As AOSP got larger this system became slow, error prone and hard to scale and test. To fix this, the Makefile-based system is getting replaced by Soong. Soong replaces Makefiles with Blueprint files, simpler declarative JSON-like descriptions of modules, that get translated into a Ninja manifest describing the commands that need to be run. This approach takes advantage of Ninja's outstanding performance while sparing developers from it's complex build language. During the transition period the remaining Makefiles are translated to Ninja by Kati instead of being executed directly.
The transition to Soong solved the performance issue of AOSP's builds but got short of taking it closer to the modularity and flexibility found in most GNU/Linux distributions.
Building AOSP vs building GNU/Linux distros
Virtually all GNU/Linux distributions use package managers when building their software. They wrap around the build system being used by the software (Makefiles, autools, cmake, etc) and bundle the output in a reusable package. While such packages can usually be installed by the user, and are typically delivered and updated via software repositories, it is not always the case. For instance, it is possible to create OpenWRT images lacking a package manager.
In the AOSP build system, no package manager is used to build the system components. Instead, most software components are built from git repositories and bundled into a single image that includes the majority of the distribution. The output of the build ends up in a directory, which is then compressed into a distribution image and later installed on a device.
Besides the core components of AOSP, community distributions tend to use several external projects like Mesa. These must usually be integrated into the build tree as they depend on AOSP's libc. In such cases, Google expects the project maintainers to make and keep their project compatible with AOSP's build system, i.e. nowadays they expect the project to have its own Blueprint files. This contrasts with GNU/Linux distributions, which provide ways to build each project in its own native build system and then incorporate it into the distro image as an independent package.
Replicant, a fully free-software AOSP distribution, is now undergoing intense work to make it as sustainable as possible by sharing code with GNU/Linux distributions. For instance, Replicant's next release (Replicant 9) is being developed on top of mainline Linux and Mesa.
This comes with the disadvantage of having to deal with the unsuitability of AOSP build system to handle external projects. Long hours of development time are lost due to the incapability of AOSP to detect changes in projects that haven't been converted to Blueprint, such as Linux, Mesa or SwiftShader.

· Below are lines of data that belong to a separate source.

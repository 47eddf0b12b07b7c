//! Request/response shapes for the router's library-level `generate` call
//! (the Request Envelope and Routing Outcome from the data model).

use serde::{Deserialize, Serialize};
use std::collections::HashMap;

/// A single message in a conversation. Only `system` and `user` content is
/// read by the intent classifier; `assistant` turns are carried through for
/// the backend but otherwise ignored by routing.
#[derive(Debug, Clone, PartialEq, Serialize, Deserialize)]
pub struct Message {
    pub role: Role,
    pub content: String,
}

#[derive(Debug, Clone, Copy, PartialEq, Eq, Serialize, Deserialize)]
#[serde(rename_all = "lowercase")]
pub enum Role {
    System,
    User,
    Assistant,
}

impl Message {
    pub fn system(content: impl Into<String>) -> Self {
        Self {
            role: Role::System,
            content: content.into(),
        }
    }

    pub fn user(content: impl Into<String>) -> Self {
        Self {
            role: Role::User,
            content: content.into(),
        }
    }

    pub fn assistant(content: impl Into<String>) -> Self {
        Self {
            role: Role::Assistant,
            content: content.into(),
        }
    }
}

/// Generation parameters a caller may supply; any field left `None` falls
/// back to the selected backend's configured defaults (§4.4).
#[derive(Debug, Clone, Default, Serialize, Deserialize)]
pub struct GenerationParams {
    pub max_tokens: Option<u32>,
    pub temperature: Option<f32>,
    pub top_p: Option<f32>,
    pub stop: Option<Vec<String>>,
}

/// One in-flight request owned by the fallback router for the duration of
/// a single `generate` call.
#[derive(Debug, Clone)]
pub struct GenerateRequest {
    pub messages: Vec<Message>,
    pub params: GenerationParams,
    /// Caller-supplied backend identifier or alias, resolved by C7 before
    /// routing; takes precedence over the intent-derived primary when it
    /// resolves.
    pub preferred_backend: Option<String>,
}

impl GenerateRequest {
    pub fn new(messages: Vec<Message>) -> Self {
        Self {
            messages,
            params: GenerationParams::default(),
            preferred_backend: None,
        }
    }

    /// Concatenate system- and user-role message content into one text,
    /// the input the intent classifier consumes (§4.3 step 1).
    pub fn classifiable_text(&self) -> String {
        self.messages
            .iter()
            .filter(|m| matches!(m.role, Role::System | Role::User))
            .map(|m| m.content.as_str())
            .collect::<Vec<_>>()
            .join(" ")
    }
}

/// Successful routing metadata, named to match the fields the original
/// `agent_router.generate()` return carried (`model_id`, `model_name`,
/// `intent`, `confidence`, `fallback_used`, `primary_model`,
/// `total_time_seconds`, `explicit_model_used`).
#[derive(Debug, Clone, Serialize)]
pub struct RoutingMetadata {
    pub backend_id: String,
    pub display_name: String,
    pub intent: String,
    pub confidence: f64,
    pub fallback_used: bool,
    pub primary_model: Option<String>,
    pub total_time_seconds: f64,
    pub explicit_model_used: bool,
}

/// Failure metadata returned when every candidate in `[primary] + chain`
/// has failed.
#[derive(Debug, Clone, Serialize)]
pub struct FailureMetadata {
    pub intent: String,
    pub confidence: f64,
    pub tried_models: Vec<String>,
}

/// Outcome of a completed `generate` call (§3 Routing Outcome / §6
/// External Interfaces). This is a library-level return type, not a wire
/// format; `success` is implicit in which variant is matched rather than
/// serialized as a literal field.
#[derive(Debug, Clone, Serialize)]
pub enum GenerateResponse {
    Success {
        text: String,
        metadata: RoutingMetadata,
    },
    Failure {
        error: String,
        metadata: FailureMetadata,
    },
}

impl GenerateResponse {
    pub fn is_success(&self) -> bool {
        matches!(self, GenerateResponse::Success { .. })
    }
}

/// Wire payload posted to `<endpoint>/generate` (§6).
#[derive(Debug, Clone, Serialize)]
pub struct BackendRequestPayload {
    pub prompt: String,
    pub max_tokens: u32,
    pub temperature: f32,
    pub top_p: f32,
    pub stop: Vec<String>,
}

/// Wire response expected from a backend's `/generate` endpoint.
#[derive(Debug, Clone, Deserialize)]
pub struct BackendResponsePayload {
    pub text: String,
    #[serde(flatten)]
    pub extra: HashMap<String, serde_json::Value>,
}

#[cfg(test)]
mod tests {
    use super::*;

    #[test]
    fn classifiable_text_excludes_assistant_turns() {
        let req = GenerateRequest::new(vec![
            Message::system("be terse"),
            Message::user("write a function"),
            Message::assistant("here you go"),
        ]);
        let text = req.classifiable_text();
        assert!(text.contains("be terse"));
        assert!(text.contains("write a function"));
        assert!(!text.contains("here you go"));
    }

    #[test]
    fn message_constructors_set_role() {
        assert_eq!(Message::user("hi").role, Role::User);
        assert_eq!(Message::system("hi").role, Role::System);
        assert_eq!(Message::assistant("hi").role, Role::Assistant);
    }
}
//! # Router Core
//!
//! The routing engine behind a resilient multi-model inference router:
//! per-backend circuit breakers, periodic health probing with hysteresis,
//! a keyword-based intent classifier, a fallback-chain invoker, a
//! process-global Prometheus metrics registry, and the config/alias
//! resolution layer that ties a caller-supplied model name to a concrete
//! backend.
//!
//! This crate is the library surface; `router-service` wraps it with a
//! CLI entry point, the background health-check task, and the metrics
//! HTTP listener.
//!
//! ## Quick start
//!
//! ```no_run
//! # async fn doc() -> Result<(), Box<dyn std::error::Error>> {
//! use router_core::config::RouterConfig;
//! use router_core::models::{GenerateRequest, Message};
//!
//! let config = RouterConfig::load("router.toml")?;
//! // construct a FallbackRouter from `config` (see router-service::main
//! // for the full wiring: backend states, alias resolver, breaker
//! // registry) and call `generate`:
//! let request = GenerateRequest::new(vec![Message::user("write a quicksort in rust")]);
//! # let _ = (config, request);
//! # Ok(())
//! # }
//! ```

pub mod backend;
pub mod circuit_breaker;
pub mod common;
pub mod config;
pub mod error;
pub mod health;
pub mod intent;
pub mod invoker;
pub mod metrics;
pub mod models;
pub mod registry;
pub mod router;

pub use backend::{BackendConfig, BackendState};
pub use circuit_breaker::{CircuitBreaker, CircuitBreakerConfig, CircuitState};
pub use config::{AliasResolver, RouterConfig, RoutingPolicyConfig};
pub use error::{ConfigError, RouterError};
pub use health::{HealthCheckConfig, HealthProber};
pub use intent::{ClassifierConfig, Intent, IntentClassifier};
pub use invoker::{BackendInvoker, RetryPolicy};
pub use metrics::MetricsRegistry;
pub use models::{GenerateRequest, GenerateResponse, GenerationParams, Message, Role};
pub use registry::CircuitBreakerRegistry;
pub use router::FallbackRouter;

/// Result type used across this crate's public fallible operations.
pub type Result<T> = std::result::Result<T, RouterError>;
//! # Circuit Breaker Module
//!
//! Per-backend failure tracking with a three-state machine (CLOSED, OPEN,
//! HALF_OPEN). The breaker classifies outcomes and fails fast while a
//! backend is suspected unhealthy; it never retries on its own — retries
//! are the backend invoker's job, one logical `call` per attempt.
//!
//! ## States
//!
//! - **CLOSED**: normal operation. Consecutive failures are counted; once
//!   they reach `failure_threshold` the breaker opens.
//! - **OPEN**: every call is rejected immediately until `recovery_timeout`
//!   has elapsed since the last failure, at which point the next call
//!   transitions to HALF_OPEN and is allowed through.
//! - **HALF_OPEN**: trial state. A single failure reopens the circuit
//!   immediately; `success_threshold` consecutive successes close it.
//!
//! ## Example
//!
//! ```rust
//! use router_core::circuit_breaker::{CircuitBreaker, CircuitBreakerConfig};
//!
//! # async fn run() {
//! let breaker = CircuitBreaker::new("backend-a".to_string(), CircuitBreakerConfig::default());
//!
//! let result = breaker.call(|| async {
//!     Ok::<_, std::io::Error>("response")
//! }).await;
//! # }
//! ```

use serde::{Deserialize, Serialize};
use std::sync::Arc;
use std::time::{Duration, Instant};
use thiserror::Error;
use tokio::sync::RwLock;

/// Circuit breaker specific errors, distinct from the backend's own
/// failure kinds (those live in [`crate::error::RouterError`]).
#[derive(Debug, Error, Clone, Copy)]
pub enum CircuitBreakerError {
    /// The circuit is OPEN; the wrapped operation was never invoked.
    #[error("circuit breaker is open")]
    Open,
    /// The wrapped operation did not complete before `request_timeout`.
    #[error("circuit breaker timeout")]
    Timeout,
}

/// Circuit breaker operational states.
#[derive(Debug, Clone, Copy, PartialEq, Eq, Serialize, Deserialize)]
#[serde(rename_all = "snake_case")]
pub enum CircuitState {
    Closed,
    Open,
    HalfOpen,
}

/// Configuration for one breaker instance (§4.7 Breaker defaults).
#[derive(Debug, Clone, Serialize, Deserialize)]
pub struct CircuitBreakerConfig {
    /// Consecutive failures in CLOSED before transitioning to OPEN.
    pub failure_threshold: u32,
    /// Consecutive successes in HALF_OPEN before transitioning to CLOSED.
    pub success_threshold: u32,
    /// Time since `last_failure_time` before OPEN allows a trial call.
    #[serde(rename = "recovery_timeout_seconds", with = "crate::common::duration_serde")]
    pub recovery_timeout: Duration,
    /// Deadline applied to the wrapped operation; an overrun counts as a
    /// `Timeout` failure.
    #[serde(rename = "timeout_seconds", with = "crate::common::duration_serde")]
    pub request_timeout: Duration,
}

impl Default for CircuitBreakerConfig {
    fn default() -> Self {
        Self {
            failure_threshold: 3,
            success_threshold: 2,
            recovery_timeout: Duration::from_secs(30),
            request_timeout: Duration::from_secs(5),
        }
    }
}

#[derive(Debug)]
struct Inner {
    state: CircuitState,
    failure_count: u32,
    success_count: u32,
    last_failure_time: Option<Instant>,
    last_state_change: Instant,
    total_requests: u64,
    total_successes: u64,
    total_failures: u64,
    total_timeouts: u64,
    total_open_rejections: u64,
}

impl Inner {
    fn new() -> Self {
        Self {
            state: CircuitState::Closed,
            failure_count: 0,
            success_count: 0,
            last_failure_time: None,
            last_state_change: Instant::now(),
            total_requests: 0,
            total_successes: 0,
            total_failures: 0,
            total_timeouts: 0,
            total_open_rejections: 0,
        }
    }
}

/// Point-in-time snapshot of a breaker's state, counters and config,
/// suitable for an admin dump or a `stats()` call (§4.1).
#[derive(Debug, Clone, Serialize)]
pub struct BreakerStats {
    pub name: String,
    pub state: CircuitState,
    pub current_failure_count: u32,
    pub current_success_count: u32,
    pub total_requests: u64,
    pub total_successes: u64,
    pub total_failures: u64,
    pub total_timeouts: u64,
    pub total_open_rejections: u64,
    pub seconds_since_state_change: f64,
    pub config: CircuitBreakerConfig,
}

/// Per-backend circuit breaker. Thread-safe: all reads and mutations are
/// serialized through a single `RwLock`-guarded state so that a concurrent
/// `call` and a concurrent `stats()` read never observe a torn state.
pub struct CircuitBreaker {
    name: String,
    config: CircuitBreakerConfig,
    inner: Arc<RwLock<Inner>>,
}

impl CircuitBreaker {
    pub fn new(name: String, config: CircuitBreakerConfig) -> Self {
        Self {
            name,
            config,
            inner: Arc::new(RwLock::new(Inner::new())),
        }
    }

    pub fn name(&self) -> &str {
        &self.name
    }

    pub fn config(&self) -> &CircuitBreakerConfig {
        &self.config
    }

    /// Execute `operation` under breaker protection.
    ///
    /// If OPEN and the recovery window hasn't elapsed, fails immediately
    /// with [`CircuitBreakerError::Open`] and does not invoke `operation`.
    /// If the window has elapsed, transitions to HALF_OPEN and proceeds.
    /// The call is wrapped with a deadline of `request_timeout`; an
    /// overrun is classified as [`CircuitBreakerError::Timeout`], itself a
    /// failure for state-machine purposes.
    ///
    /// The operation's own error `E` is preserved in the `Ok(Err(e))` case
    /// so the caller can classify and retry it — only the breaker's own
    /// rejections (`Open`, `Timeout`) are surfaced as the outer error.
    pub async fn call<F, Fut, T, E>(&self, operation: F) -> Result<Result<T, E>, CircuitBreakerError>
    where
        F: FnOnce() -> Fut,
        Fut: std::future::Future<Output = Result<T, E>>,
    {
        if !self.admit().await {
            return Err(CircuitBreakerError::Open);
        }

        match tokio::time::timeout(self.config.request_timeout, operation()).await {
            Ok(Ok(value)) => {
                self.on_success().await;
                Ok(Ok(value))
            }
            Ok(Err(e)) => {
                self.on_failure().await;
                Ok(Err(e))
            }
            Err(_) => {
                self.on_timeout().await;
                Err(CircuitBreakerError::Timeout)
            }
        }
    }

    /// Decide whether a call may proceed, applying the OPEN -> HALF_OPEN
    /// recovery-window transition as a side effect.
    async fn admit(&self) -> bool {
        let mut inner = self.inner.write().await;
        inner.total_requests += 1;

        if inner.state == CircuitState::Open {
            let elapsed = inner
                .last_failure_time
                .map(|t| t.elapsed())
                .unwrap_or(Duration::MAX);
            if elapsed >= self.config.recovery_timeout {
                self.transition(&mut inner, CircuitState::HalfOpen, "recovery timeout elapsed");
            } else {
                inner.total_open_rejections += 1;
                return false;
            }
        }

        true
    }

    async fn on_success(&self) {
        let mut inner = self.inner.write().await;
        inner.total_successes += 1;

        match inner.state {
            CircuitState::Closed => {
                inner.failure_count = 0;
            }
            CircuitState::HalfOpen => {
                inner.success_count += 1;
                if inner.success_count >= self.config.success_threshold {
                    self.transition(
                        &mut inner,
                        CircuitState::Closed,
                        "success threshold reached in half-open",
                    );
                }
            }
            CircuitState::Open => {
                tracing::warn!(breaker = %self.name, "success observed while breaker OPEN");
            }
        }
    }

    async fn on_timeout(&self) {
        let mut inner = self.inner.write().await;
        inner.total_timeouts += 1;
        drop(inner);
        self.record_failure().await;
    }

    async fn on_failure(&self) {
        self.record_failure().await;
    }

    async fn record_failure(&self) {
        let mut inner = self.inner.write().await;
        inner.total_failures += 1;
        inner.last_failure_time = Some(Instant::now());

        match inner.state {
            CircuitState::Closed => {
                inner.failure_count += 1;
                if inner.failure_count >= self.config.failure_threshold {
                    self.transition(
                        &mut inner,
                        CircuitState::Open,
                        "consecutive failure threshold reached",
                    );
                }
            }
            CircuitState::HalfOpen => {
                self.transition(&mut inner, CircuitState::Open, "failure in half-open");
            }
            CircuitState::Open => {}
        }
    }

    /// Move to `new_state`, resetting the transient failure/success
    /// counters the way every transition in §4.1 does.
    fn transition(&self, inner: &mut Inner, new_state: CircuitState, reason: &str) {
        let old = inner.state;
        inner.state = new_state;
        inner.failure_count = 0;
        inner.success_count = 0;
        inner.last_state_change = Instant::now();
        tracing::info!(breaker = %self.name, from = ?old, to = ?new_state, reason, "circuit breaker state transition");
    }

    pub async fn state(&self) -> CircuitState {
        self.inner.read().await.state
    }

    pub async fn stats(&self) -> BreakerStats {
        let inner = self.inner.read().await;
        BreakerStats {
            name: self.name.clone(),
            state: inner.state,
            current_failure_count: inner.failure_count,
            current_success_count: inner.success_count,
            total_requests: inner.total_requests,
            total_successes: inner.total_successes,
            total_failures: inner.total_failures,
            total_timeouts: inner.total_timeouts,
            total_open_rejections: inner.total_open_rejections,
            seconds_since_state_change: inner.last_state_change.elapsed().as_secs_f64(),
            config: self.config.clone(),
        }
    }

    /// Manually force CLOSED with transient counters zeroed (the admin
    /// reset operation mentioned in §3).
    pub async fn reset(&self) {
        let mut inner = self.inner.write().await;
        self.transition(&mut inner, CircuitState::Closed, "manual reset");
        inner.last_failure_time = None;
    }
}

Adding and maintaining Blueprint support in all external software components, for multiple Android versions, can be incredibly time consuming and could even be unsustainable.
More importantly, the future of all Android distributions are very seriously threatened by the lack of package manager in the build system. Packages definitions typically have a license field. Instead, as Android doesn't use packages during the build process, and as all its git repositories are checked out under a single directory, there is no easy way to keep track of the list of licenses that are used.
Replicant is thus seeking to discuss and ultimately decide on a sustainable way to deal with external software components.
To really fix these issues, it would be crucial to make Android support some form of packages during the build.